With the advancement of networking applications, the need for security to resolve malicious activity in the network has increased. Network intrusion detection has evolved as a significant security system in networks, enabling it to detect unauthorized access to any network traffic. Through network intrusion systems, a warning message was attained to take necessary action to avoid malicious attacks. However, there is still the need for improvement in network intrusion system since the advancement in technology has created complexity over the detection system, making the current detection system is not effective. Intrusion Detection System (IDS) usually operates based on a trained network traffic pattern. It is defined in such a way that if there exist any variant on the traffic pattern, intrusion will be detected. We need a solution to avoid network attacks, which can be achieved with IDS. Machine Learning (ML) algorithms play a key role in all sectors and domains. In this paper, we investigated the various supervised machine learning algorithms such as Naive Bayes, Random Forest, SVM and XGBoost, and the performance of each algorithm concerning accuracy. This study helps in finding a suitable algorithm to identify the attacks with more accuracy. We used the standard intrusion dataset, i.e. NSLKDD from Canadian Institute for Cyber Security.
Security mechanisms, such as firewalls, authentication, cryptography, and access control, are used as a first line of defence for security problems and issues. However, these anti-threat applications are unable to detect internal intrusions and inadequately provide security counter measures. Therefore, various types of intrusion systems that originated from Intrusion Detection Systems (IDSs), such as Intrusion Prevention Systems (IPSs) and Intrusion Response Systems (IRSs), were developed to detect, prevent, and respond to intrusions.
An IDS is a collection of software or hardware resources that can detect, analyze, and report intrusions in a computing system. As an extension of IDS, an inline IDS or IPS detects and prevents potential intrusions in real time (Inayat et al., 2016).
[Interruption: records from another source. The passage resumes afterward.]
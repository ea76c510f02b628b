//! Order Lifecycle Manager.

use std::collections::HashMap;

use chrono::Utc;
use common::{OrderId, OrderStatus, ProductId, Role, UserId};
use store::{
    DomainStore, DomainStoreExt, Order, OrderLine, OrderQuery, Product, StockChange, Version,
    WriteOptions,
};

use super::commands::CartSnapshot;
use super::filters::OrderFilters;
use super::view::{LineView, OrderView, ProductRef};
use crate::auth::{Identity, require_owner_or_admin, require_role};
use crate::error::{DomainError, Result};
use crate::inventory::InventoryGuard;
use crate::settings::{InventoryPolicy, StorefrontSettings};

/// Service for placing orders and moving them through their lifecycle.
#[derive(Clone)]
pub struct OrderService<S: DomainStore + Clone> {
    store: S,
    inventory: InventoryGuard<S>,
    policy: InventoryPolicy,
}

impl<S: DomainStore + Clone> OrderService<S> {
    pub fn new(store: S, settings: &StorefrontSettings) -> Self {
        Self {
            inventory: InventoryGuard::new(store.clone()),
            store,
            policy: settings.inventory_policy,
        }
    }

    /// Places an order for the caller from a cart snapshot.
    ///
    /// Names, images and unit prices are copied from the live catalog and the
    /// total is computed here. With a tracked inventory the stock decrement
    /// commits atomically with the order.
    #[tracing::instrument(skip(self, identity, cart), fields(user_id = %identity.user_id))]
    pub async fn create_order(&self, identity: &Identity, cart: CartSnapshot) -> Result<Order> {
        let lines = cart.validate()?;
        let tracked = self.policy.is_tracked();

        let mut items = Vec::with_capacity(lines.len());
        let mut decrements = Vec::new();
        for (product_id, quantity) in lines {
            let product = if tracked {
                self.inventory
                    .validate_decrement(product_id, quantity)
                    .await?
            } else {
                self.store.require_product(product_id).await?
            };
            if tracked {
                decrements.push(StockChange::new(product_id, quantity));
            }
            items.push(OrderLine {
                product_id,
                product_name: product.name,
                image_url: product.image_url,
                quantity,
                unit_price: product.price,
            });
        }

        let total_amount = Order::total_of(&items)
            .ok_or_else(|| DomainError::invalid("order total is too large"))?;

        let now = Utc::now();
        let order = Order {
            id: OrderId::new(),
            purchaser_id: identity.user_id,
            purchaser_name: identity.display_name.clone(),
            items,
            total_amount,
            status: OrderStatus::Unprocessed,
            stock_reserved: tracked,
            created_at: now,
            updated_at: now,
            version: Version::default(),
        };

        let order = self.store.place_order(order, &decrements).await?;
        metrics::counter!("orders_created_total").increment(1);
        tracing::info!(
            order_id = %order.id,
            total = %order.total_amount,
            lines = order.items.len(),
            "order placed"
        );
        Ok(order)
    }

    /// The caller's orders, newest first.
    #[tracing::instrument(skip(self, identity), fields(user_id = %identity.user_id))]
    pub async fn list_my_orders(&self, identity: &Identity) -> Result<Vec<OrderView>> {
        let orders = self
            .store
            .list_orders(OrderQuery::for_purchaser(identity.user_id))
            .await?;
        let refs: Vec<&Order> = orders.iter().collect();
        let products = self.resolve_products(&refs).await?;

        Ok(orders
            .into_iter()
            .map(|order| view(order, identity.display_name.clone(), &products))
            .collect())
    }

    /// Every order, filtered. Admin only.
    #[tracing::instrument(skip(self, identity), fields(user_id = %identity.user_id))]
    pub async fn list_all_orders(
        &self,
        identity: &Identity,
        filters: OrderFilters,
    ) -> Result<Vec<OrderView>> {
        require_role(identity, &[Role::Admin])?;

        let mut query = OrderQuery::new().sort(filters.sort_by_created_at);
        if let Some(status) = filters.status.as_status() {
            query = query.status(status);
        }
        let orders = self.store.list_orders(query).await?;

        let names: HashMap<UserId, String> = self
            .store
            .list_users()
            .await?
            .into_iter()
            .map(|u| (u.id, u.display_name))
            .collect();

        let orders: Vec<(Order, String)> = orders
            .into_iter()
            .map(|order| {
                let name = names
                    .get(&order.purchaser_id)
                    .cloned()
                    .unwrap_or_else(|| order.purchaser_name.clone());
                (order, name)
            })
            .filter(|(_, name)| filters.matches_purchaser(name))
            .collect();

        let refs: Vec<&Order> = orders.iter().map(|(order, _)| order).collect();
        let products = self.resolve_products(&refs).await?;
        Ok(orders
            .into_iter()
            .map(|(order, name)| view(order, name, &products))
            .collect())
    }

    /// One order, for its purchaser or an admin.
    #[tracing::instrument(skip(self, identity), fields(user_id = %identity.user_id))]
    pub async fn get_order(&self, identity: &Identity, order_id: OrderId) -> Result<OrderView> {
        let order = self.store.require_order(order_id).await?;
        require_owner_or_admin(identity, order.purchaser_id)?;

        let name = match self.store.get_user(order.purchaser_id).await? {
            Some(user) => user.display_name,
            None => order.purchaser_name.clone(),
        };
        let products = self.resolve_products(&[&order]).await?;
        Ok(view(order, name, &products))
    }

    /// Moves an order one step through the status machine. Admin only.
    ///
    /// Cancelling restores stock only when the order reserved it, whatever
    /// policy the service runs under now.
    #[tracing::instrument(skip(self, identity), fields(user_id = %identity.user_id))]
    pub async fn set_status(
        &self,
        identity: &Identity,
        order_id: OrderId,
        status: OrderStatus,
    ) -> Result<Order> {
        require_role(identity, &[Role::Admin])?;

        let order = self.store.require_order(order_id).await?;
        if !order.status.can_transition_to(status) {
            return Err(DomainError::InvalidTransition {
                from: order.status,
                to: status,
            });
        }

        // Only orders that took stock at placement give it back.
        let restock = if status == OrderStatus::Cancelled && order.stock_reserved {
            InventoryGuard::<S>::restock_for(&order)
        } else {
            Vec::new()
        };

        let from = order.status;
        let updated = self
            .store
            .transition_order(
                order_id,
                status,
                WriteOptions::expect_version(order.version),
                &restock,
            )
            .await?;
        metrics::counter!("order_status_changes_total", "status" => status.as_str()).increment(1);
        tracing::info!(%order_id, %from, to = %status, "order status changed");
        Ok(updated)
    }

    async fn resolve_products(&self, orders: &[&Order]) -> Result<HashMap<ProductId, Product>> {
        let mut products = HashMap::new();
        let mut missing = Vec::new();
        for order in orders {
            for line in &order.items {
                if products.contains_key(&line.product_id) || missing.contains(&line.product_id) {
                    continue;
                }
                match self.store.get_product(line.product_id).await? {
                    Some(product) => {
                        products.insert(line.product_id, product);
                    }
                    None => missing.push(line.product_id),
                }
            }
        }
        Ok(products)
    }
}

fn view(order: Order, purchaser_name: String, products: &HashMap<ProductId, Product>) -> OrderView {
    let lines = order
        .items
        .iter()
        .map(|line| LineView {
            line: line.clone(),
            product: products
                .get(&line.product_id)
                .map(ProductRef::from)
                .unwrap_or(ProductRef::Unavailable),
        })
        .collect();
    OrderView {
        order,
        purchaser_name,
        lines,
    }
}
//! Integration tests for the reporting service over an in-memory store.

use analytics::{Bucket, CategoryKey, ReportingService, SalesFilter};
use chrono::{Duration, TimeZone, Utc};
use common::{Category, Money, OrderId, OrderStatus, ProductId, Role, UserId};
use domain::{ErrorKind, Identity, StorefrontSettings};
use store::{DomainStore, InMemoryStore, Order, OrderLine, Product, User, Version};

fn identity(role: Role) -> Identity {
    Identity {
        user_id: UserId::new(),
        subject: "auth0|reports".to_string(),
        display_name: "Reporter".to_string(),
        email: "reports@example.com".to_string(),
        role,
    }
}

async fn add_seller(store: &InMemoryStore) -> UserId {
    let id = UserId::new();
    let now = Utc::now();
    store
        .insert_user(User {
            id,
            external_subject_id: format!("auth0|seller-{id}"),
            display_name: "Seller".to_string(),
            email: format!("seller-{id}@example.com"),
            role: Role::User,
            created_at: now,
            updated_at: now,
            version: Version::default(),
        })
        .await
        .unwrap()
        .id
}

async fn add_product(store: &InMemoryStore, name: &str, category: Category, cents: i64) -> Product {
    let seller = add_seller(store).await;
    let now = Utc::now();
    store
        .insert_product(Product {
            id: ProductId::new(),
            name: name.to_string(),
            category,
            description: None,
            image_url: format!("/img/{name}.png"),
            price: Money::from_cents(cents),
            count_in_stock: 100,
            created_by: seller,
            created_at: now,
            updated_at: now,
            version: Version::default(),
        })
        .await
        .unwrap()
}

async fn add_order(
    store: &InMemoryStore,
    lines: &[(&Product, u32)],
    created_at: chrono::DateTime<Utc>,
) -> Order {
    let items: Vec<OrderLine> = lines
        .iter()
        .map(|(product, quantity)| OrderLine {
            product_id: product.id,
            product_name: product.name.clone(),
            image_url: product.image_url.clone(),
            quantity: *quantity,
            unit_price: product.price,
        })
        .collect();
    store
        .place_order(
            Order {
                id: OrderId::new(),
                purchaser_id: UserId::new(),
                purchaser_name: "Buyer".to_string(),
                total_amount: Order::total_of(&items).unwrap(),
                items,
                status: OrderStatus::Unprocessed,
                stock_reserved: false,
                created_at,
                updated_at: created_at,
                version: Version::default(),
            },
            &[],
        )
        .await
        .unwrap()
}

fn reports(store: &InMemoryStore) -> ReportingService<InMemoryStore> {
    ReportingService::new(store.clone(), &StorefrontSettings::default()).unwrap()
}

#[tokio::test]
async fn reports_are_admin_only() {
    let store = InMemoryStore::new();
    let service = reports(&store);
    let user = identity(Role::User);

    let err = service
        .top_selling_products(&user, SalesFilter::new())
        .await
        .unwrap_err();
    assert_eq!(err.kind(), ErrorKind::Forbidden);
    let err = service
        .category_sales(&user, SalesFilter::new())
        .await
        .unwrap_err();
    assert_eq!(err.kind(), ErrorKind::Forbidden);
    let err = service
        .sales_over_time(&user, Bucket::Day, SalesFilter::new())
        .await
        .unwrap_err();
    assert_eq!(err.kind(), ErrorKind::Forbidden);
}

#[tokio::test]
async fn empty_store_gives_empty_reports() {
    let store = InMemoryStore::new();
    let service = reports(&store);
    let admin = identity(Role::Admin);

    assert!(service.top_selling_products(&admin, SalesFilter::new()).await.unwrap().is_empty());
    assert!(service.category_sales(&admin, SalesFilter::new()).await.unwrap().is_empty());
    assert!(
        service
            .sales_over_time(&admin, Bucket::Month, SalesFilter::new())
            .await
            .unwrap()
            .is_empty()
    );
}

#[tokio::test]
async fn top_selling_uses_current_names_and_sums() {
    let store = InMemoryStore::new();
    let service = reports(&store);
    let admin = identity(Role::Admin);
    let a = add_product(&store, "A", Category::Tops, 100).await;
    let b = add_product(&store, "B", Category::Bottoms, 100).await;
    let c = add_product(&store, "C", Category::Shoes, 100).await;
    let now = Utc::now();

    add_order(&store, &[(&a, 3), (&b, 5)], now).await;
    add_order(&store, &[(&a, 2), (&c, 1)], now).await;

    let mut renamed = a.clone();
    renamed.name = "A (renamed)".to_string();
    store
        .update_product(renamed, store::WriteOptions::new())
        .await
        .unwrap();

    let rows = service
        .top_selling_products(&admin, SalesFilter::new())
        .await
        .unwrap();
    assert_eq!(rows.len(), 3);
    assert_eq!(rows[0].units_sold, 5);
    assert_eq!(rows[1].units_sold, 5);
    // Equal sums: ascending product id decides.
    assert!(rows[0].product_id < rows[1].product_id);
    assert_eq!(rows[2].product_id, c.id);

    let a_row = rows.iter().find(|r| r.product_id == a.id).unwrap();
    assert_eq!(a_row.name, "A (renamed)");
}

#[tokio::test]
async fn category_revenue_matches_worked_example() {
    let store = InMemoryStore::new();
    let service = reports(&store);
    let admin = identity(Role::Admin);
    let a = add_product(&store, "A", Category::Tops, 1000).await;
    let now = Utc::now();
    add_order(&store, &[(&a, 2)], now).await;
    add_order(&store, &[(&a, 3)], now).await;

    let rows = service
        .category_sales(&admin, SalesFilter::new())
        .await
        .unwrap();
    assert_eq!(rows.len(), 1);
    assert_eq!(rows[0].category, CategoryKey::Current(Category::Tops));
    assert_eq!(rows[0].revenue, Money::from_cents(5000));
}

#[tokio::test]
async fn deleted_products_are_reported_as_unavailable() {
    let store = InMemoryStore::new();
    let service = reports(&store);
    let admin = identity(Role::Admin);
    let gone = add_product(&store, "Gone", Category::Dresses, 400).await;
    add_order(&store, &[(&gone, 1)], Utc::now()).await;
    store.delete_product(gone.id).await.unwrap();

    let categories = service
        .category_sales(&admin, SalesFilter::new())
        .await
        .unwrap();
    assert_eq!(categories[0].category, CategoryKey::Unavailable);

    let top = service
        .top_selling_products(&admin, SalesFilter::new())
        .await
        .unwrap();
    assert!(!top[0].available);
    assert_eq!(top[0].name, "Gone");
}

#[tokio::test]
async fn time_series_respects_window_and_offset() {
    let store = InMemoryStore::new();
    let settings = StorefrontSettings {
        reporting_offset_minutes: -5 * 60,
        ..Default::default()
    };
    let service = ReportingService::new(store.clone(), &settings).unwrap();
    let admin = identity(Role::Admin);
    let p = add_product(&store, "P", Category::Tops, 250).await;

    // 02:00 UTC on the 2nd is still the 1st at UTC-05:00.
    let day_two_utc = Utc.with_ymd_and_hms(2024, 6, 2, 2, 0, 0).unwrap();
    add_order(&store, &[(&p, 1)], day_two_utc).await;
    add_order(&store, &[(&p, 2)], day_two_utc + Duration::hours(12)).await;
    add_order(&store, &[(&p, 4)], day_two_utc + Duration::days(30)).await;

    let window = SalesFilter::between(day_two_utc - Duration::days(1), day_two_utc + Duration::days(2));
    let rows = service
        .sales_over_time(&admin, Bucket::Day, window)
        .await
        .unwrap();
    let labels: Vec<_> = rows.iter().map(|r| r.label.as_str()).collect();
    assert_eq!(labels, vec!["2024-06-01", "2024-06-02"]);
    assert_eq!(rows[0].revenue, Money::from_cents(250));
    assert_eq!(rows[1].revenue, Money::from_cents(500));

    let monthly = service
        .sales_over_time(&admin, Bucket::Month, SalesFilter::new())
        .await
        .unwrap();
    assert_eq!(monthly.len(), 2);
    assert_eq!(monthly[0].order_count, 2);
    assert_eq!(monthly[1].revenue, Money::from_cents(1000));
}

#[tokio::test]
async fn inverted_window_is_invalid_input() {
    let store = InMemoryStore::new();
    let service = reports(&store);
    let now = Utc::now();
    let err = service
        .category_sales(&identity(Role::Admin), SalesFilter::between(now, now - Duration::days(1)))
        .await
        .unwrap_err();
    assert_eq!(err.kind(), ErrorKind::InvalidInput);
}

#[test]
fn out_of_range_offset_is_rejected() {
    let settings = StorefrontSettings {
        reporting_offset_minutes: 48 * 60,
        ..Default::default()
    };
    assert!(ReportingService::new(InMemoryStore::new(), &settings).is_err());
}
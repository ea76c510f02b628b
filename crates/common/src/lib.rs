//! Shared value types for the storefront core.
//!
//! Identifiers, exact money amounts, roles, catalog categories and the
//! order status state machine are used by every other crate.

mod catalog;
mod money;
mod status;
mod types;

pub use catalog::{Category, Role};
pub use money::Money;
pub use status::OrderStatus;
pub use types::{OrderId, ProductId, UserId};

use thiserror::Error;

/// Error returned when parsing one of the enumerated value types from text.
#[derive(Debug, Clone, PartialEq, Eq, Error)]
#[error("unknown {kind}: {value}")]
pub struct ParseError {
    kind: &'static str,
    value: String,
}

impl ParseError {
    pub fn new(kind: &'static str, value: impl Into<String>) -> Self {
        Self {
            kind,
            value: value.into(),
        }
    }
}
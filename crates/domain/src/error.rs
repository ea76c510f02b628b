//! Domain error types.

use common::OrderStatus;
use store::StoreError;
use thiserror::Error;

/// Caller-facing classification of a [`DomainError`].
#[derive(Debug, Clone, Copy, PartialEq, Eq, Hash)]
pub enum ErrorKind {
    /// No credential, or the credential did not verify.
    Unauthenticated,
    /// Valid identity, insufficient capability or ownership.
    Forbidden,
    NotFound,
    InvalidInput,
    InvalidTransition,
    Conflict,
    /// An external collaborator was unreachable or failed.
    DependencyFailure,
    Internal,
}

impl ErrorKind {
    pub fn as_str(&self) -> &'static str {
        match self {
            ErrorKind::Unauthenticated => "unauthenticated",
            ErrorKind::Forbidden => "forbidden",
            ErrorKind::NotFound => "not_found",
            ErrorKind::InvalidInput => "invalid_input",
            ErrorKind::InvalidTransition => "invalid_transition",
            ErrorKind::Conflict => "conflict",
            ErrorKind::DependencyFailure => "dependency_failure",
            ErrorKind::Internal => "internal",
        }
    }
}

impl std::fmt::Display for ErrorKind {
    fn fmt(&self, f: &mut std::fmt::Formatter<'_>) -> std::fmt::Result {
        f.write_str(self.as_str())
    }
}

/// Errors that can occur during domain operations.
#[derive(Debug, Error)]
pub enum DomainError {
    #[error("Unauthenticated: {0}")]
    Unauthenticated(String),

    #[error("Forbidden: {0}")]
    Forbidden(String),

    #[error("{entity} not found: {id}")]
    NotFound { entity: &'static str, id: String },

    #[error("Invalid input: {0}")]
    InvalidInput(String),

    #[error("Invalid transition: cannot move order from {from} to {to}")]
    InvalidTransition { from: OrderStatus, to: OrderStatus },

    #[error("Conflict: {0}")]
    Conflict(String),

    #[error("{dependency} unavailable: {reason}")]
    DependencyFailure {
        dependency: &'static str,
        reason: String,
    },

    /// A store failure that is neither a conflict nor a missing record.
    #[error("Store error: {0}")]
    Store(StoreError),
}

impl DomainError {
    pub fn kind(&self) -> ErrorKind {
        match self {
            DomainError::Unauthenticated(_) => ErrorKind::Unauthenticated,
            DomainError::Forbidden(_) => ErrorKind::Forbidden,
            DomainError::NotFound { .. } => ErrorKind::NotFound,
            DomainError::InvalidInput(_) => ErrorKind::InvalidInput,
            DomainError::InvalidTransition { .. } => ErrorKind::InvalidTransition,
            DomainError::Conflict(_) => ErrorKind::Conflict,
            DomainError::DependencyFailure { .. } => ErrorKind::DependencyFailure,
            DomainError::Store(_) => ErrorKind::Internal,
        }
    }

    pub(crate) fn not_found(entity: &'static str, id: impl ToString) -> Self {
        DomainError::NotFound {
            entity,
            id: id.to_string(),
        }
    }

    pub(crate) fn invalid(message: impl Into<String>) -> Self {
        DomainError::InvalidInput(message.into())
    }
}

impl From<StoreError> for DomainError {
    fn from(e: StoreError) -> Self {
        match e {
            StoreError::NotFound { entity, id } => DomainError::NotFound { entity, id },
            StoreError::UniqueViolation { .. }
            | StoreError::ConcurrencyConflict { .. }
            | StoreError::StillReferenced { .. } => {
                DomainError::Conflict(e.to_string())
            }
            StoreError::InsufficientStock { .. } => DomainError::InvalidInput(e.to_string()),
            other => DomainError::Store(other),
        }
    }
}

/// Result type for domain operations.
pub type Result<T> = std::result::Result<T, DomainError>;

#[cfg(test)]
mod tests {
    use common::ProductId;
    use store::Version;

    use super::*;

    #[test]
    fn store_conflicts_surface_as_conflict() {
        let err: DomainError = StoreError::ConcurrencyConflict {
            entity: "Product",
            id: "p".to_string(),
            expected: Version::first(),
            actual: Version::new(2),
        }
        .into();
        assert_eq!(err.kind(), ErrorKind::Conflict);

        let err: DomainError = StoreError::UniqueViolation {
            field: "email",
            value: "a@b.c".to_string(),
        }
        .into();
        assert_eq!(err.kind(), ErrorKind::Conflict);

        let err: DomainError = StoreError::StillReferenced {
            entity: "User",
            id: "u".to_string(),
            by: "products",
        }
        .into();
        assert_eq!(err.kind(), ErrorKind::Conflict);
    }

    #[test]
    fn insufficient_stock_is_invalid_input() {
        let err: DomainError = StoreError::InsufficientStock {
            product_id: ProductId::new(),
            requested: 3,
            available: 1,
        }
        .into();
        assert_eq!(err.kind(), ErrorKind::InvalidInput);
    }

    #[test]
    fn missing_record_is_not_found() {
        let err: DomainError = StoreError::NotFound {
            entity: "Order",
            id: "o".to_string(),
        }
        .into();
        assert_eq!(err.kind(), ErrorKind::NotFound);
        assert_eq!(err.to_string(), "Order not found: o");
    }

    #[test]
    fn unauthenticated_and_forbidden_are_distinct() {
        assert_ne!(
            DomainError::Unauthenticated("x".into()).kind(),
            DomainError::Forbidden("x".into()).kind()
        );
    }

    #[test]
    fn transition_message_names_both_statuses() {
        let err = DomainError::InvalidTransition {
            from: OrderStatus::Shipped,
            to: OrderStatus::Cancelled,
        };
        assert_eq!(
            err.to_string(),
            "Invalid transition: cannot move order from Shipped to Cancelled"
        );
    }
}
On the other side, the prompt development of information technology has produced several challenges in building reliable networks which are challenging operations such as threatening the availability, integrity and confidentiality of computer networks due to various types of attacks. The Denial of Service (DoS) attack is considered as one of the most common harmful attacks. An intrusion detection system is used to give an accurate result and to predict the type of attack. The objective of this paper is to produce a computerized system that can provide the best accuracy rate by the validation techniques. Nowadays, in information security, message detection is a property that a message should not be modified. While pre-processing the dataset, we calculate the performance measures like accuracy, recall and precision to generate Receiver Operating Characteristic (ROC) curves. Using the latest dataset of intrusion detection model, we compare various data validation techniques to get the best accuracy rate. Also, we can predict which types of attacks using algorithms belongs to machine learning (Hindy et al., 2018; Sekhar & Rao, 2019).
The scope of our paper is to provide a best accuracy rate by comparing various machine learning algorithms and also to provide the type of attack by considering some of the attributes like protocol type, duration, and flag. We are using the latest version of dataset in the intrusion detection model to provide accuracy as well as the confusion matrix to predict the attacks. The motivation behind this work is to improve the efficiency of IDS as well as to reflect network threats more accurately in future datasets.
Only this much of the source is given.